Jul 13, 2012 12:39 PM, By Bob McCarthy
Designing sound for the fan-shaped room.
A field example
Our example room is still 90 degrees at 50 meters. Our clusters are located 22 meters forward of the apex (at the stage edge) at a height of 8 meters. Our closest seats are 6 meters forward of the cluster(s), which is 28 meters from the apex. Can we do it with one? In the front row we need 40 meters of radial coverage length. The 90-degree speaker only gives us 14 meters of coverage width there. Bzzt! Thanks for playing. Could a wider speaker do the job? Sorry. We are losing the game by a 3:1 margin here, so it would take a 270-degree speaker. Any takers? Next option: We could raise the speaker up to 24 meters, but now it’s above the roof. Two clusters would expand our coverage to 28 meters and three would give us 42 meters. We needed 40 at minimum. We have a winner. Well, there you have it: It takes three 90-degree clusters to cover this 90-degree fan-shaped room. But wait. The position for the three-cluster scenario blocks the video screen. One option is to move the clusters up by one meter (about 10 percent) and use 80-degree speakers. The extra height allows us to use a narrower speaker in the front, and this will help us to reduce some of the extra coverage at the far end. How about four clusters? Four 90-degree clusters would be too much, but there are other options. The first is four 60-degree clusters and another would be a pair of 90s and a pair of 45-degree clusters. The latter is the one that was actually used on the design.
Let’s summarize things to make sure this all comes together. We have established how to characterize a fan-shaped room, its apex, its length, and angular width. We explored how to fill the shape from the apex or any point forward of that. We saw how the height of the cluster affects the width of the coverage on the floor, making the coverage shape change from front to back. Finally we put it all together to show how to make decisions on how many clusters of what coverage angle.
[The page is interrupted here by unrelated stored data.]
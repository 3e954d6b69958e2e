//! Named assets bundled with the app.
//!
//! One process-wide [`AssetSource`] resolves logical names such as
//! `clouds.gif`. The desktop default searches `NIMBUS_ASSET_DIR`, then
//! `./assets`, then `assets/` next to the executable. Android installs a
//! source backed by the APK asset manager at startup.

use std::collections::HashMap;
use std::io::ErrorKind;
use std::path::{Component, Path, PathBuf};
use std::sync::Arc;

use once_cell::sync::Lazy;
use parking_lot::RwLock;

use crate::{MediaError, MediaUri};

pub const ASSET_DIR_ENV: &str = "NIMBUS_ASSET_DIR";

pub trait AssetSource: Send + Sync {
    fn read(&self, name: &str) -> Result<Vec<u8>, MediaError>;
}

/// Names are relative paths without `..`.
pub fn validate_asset_name(name: &str) -> Result<(), MediaError> {
    let p = Path::new(name);
    let ok = !name.is_empty()
        && p.components().all(|c| matches!(c, Component::Normal(_) | Component::CurDir));
    if ok {
        Ok(())
    } else {
        Err(MediaError::InvalidUri(name.to_string()))
    }
}

/// Looks names up in a list of directories, first hit wins.
#[derive(Clone, Debug, Default)]
pub struct DirAssets {
    dirs: Vec<PathBuf>,
}

impl DirAssets {
    pub fn new(dirs: impl IntoIterator<Item = PathBuf>) -> Self {
        Self {
            dirs: dirs.into_iter().collect(),
        }
    }

    pub fn from_env() -> Self {
        let mut dirs = Vec::new();
        if let Some(d) = std::env::var_os(ASSET_DIR_ENV) {
            dirs.push(PathBuf::from(d));
        }
        dirs.push(PathBuf::from("assets"));
        if let Some(exe_dir) = std::env::current_exe()
            .ok()
            .and_then(|p| p.parent().map(Path::to_path_buf))
        {
            dirs.push(exe_dir.join("assets"));
        }
        log::debug!("asset directories: {dirs:?}");
        Self { dirs }
    }

    pub fn dirs(&self) -> &[PathBuf] {
        &self.dirs
    }
}

impl AssetSource for DirAssets {
    fn read(&self, name: &str) -> Result<Vec<u8>, MediaError> {
        validate_asset_name(name)?;
        for dir in &self.dirs {
            let path = dir.join(name);
            match std::fs::read(&path) {
                Ok(bytes) => return Ok(bytes),
                Err(e) if e.kind() == ErrorKind::NotFound => continue,
                Err(source) => {
                    return Err(MediaError::Io {
                        path: path.display().to_string(),
                        source,
                    });
                }
            }
        }
        Err(MediaError::AssetNotFound(name.to_string()))
    }
}

/// In-memory assets, for tests and embedded resources.
#[derive(Clone, Debug, Default)]
pub struct MemoryAssets {
    files: HashMap<String, Arc<[u8]>>,
}

impl MemoryAssets {
    pub fn new() -> Self {
        Self::default()
    }

    pub fn with(mut self, name: impl Into<String>, bytes: impl Into<Arc<[u8]>>) -> Self {
        self.insert(name, bytes);
        self
    }

    pub fn insert(&mut self, name: impl Into<String>, bytes: impl Into<Arc<[u8]>>) {
        self.files.insert(name.into(), bytes.into());
    }
}

impl AssetSource for MemoryAssets {
    fn read(&self, name: &str) -> Result<Vec<u8>, MediaError> {
        self.files
            .get(name)
            .map(|b| b.to_vec())
            .ok_or_else(|| MediaError::AssetNotFound(name.to_string()))
    }
}

static SOURCE: Lazy<RwLock<Arc<dyn AssetSource>>> =
    Lazy::new(|| RwLock::new(Arc::new(DirAssets::from_env())));

/// Replaces the process-wide asset source.
pub fn set_asset_source(source: impl AssetSource + 'static) {
    *SOURCE.write() = Arc::new(source);
}

pub fn asset_source() -> Arc<dyn AssetSource> {
    SOURCE.read().clone()
}

pub fn read_asset(name: &str) -> Result<Vec<u8>, MediaError> {
    asset_source().read(name)
}

/// Reads the bytes behind `uri`, resolving assets through `source`.
pub fn read_uri(uri: &MediaUri, source: &dyn AssetSource) -> Result<Vec<u8>, MediaError> {
    match uri {
        MediaUri::Asset(name) => source.read(name),
        MediaUri::File(path) => std::fs::read(path).map_err(|e| {
            if e.kind() == ErrorKind::NotFound {
                MediaError::AssetNotFound(path.display().to_string())
            } else {
                MediaError::Io {
                    path: path.display().to_string(),
                    source: e,
                }
            }
        }),
    }
}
So that takes care of the fan-shaped room. What about the fantangle? Remember that hybrid of fan and rectangle. In the front it widens with distance, and then it stays the same width in the rear. No speaker is going to do this. Our approach is to first see which is the dominant shape. If there is more of the room in the fan, then go with the fan approach. If more of the room is the rectangle, then go with the rectangle design approach. What’s the rectangle design approach? Well, that’s another story.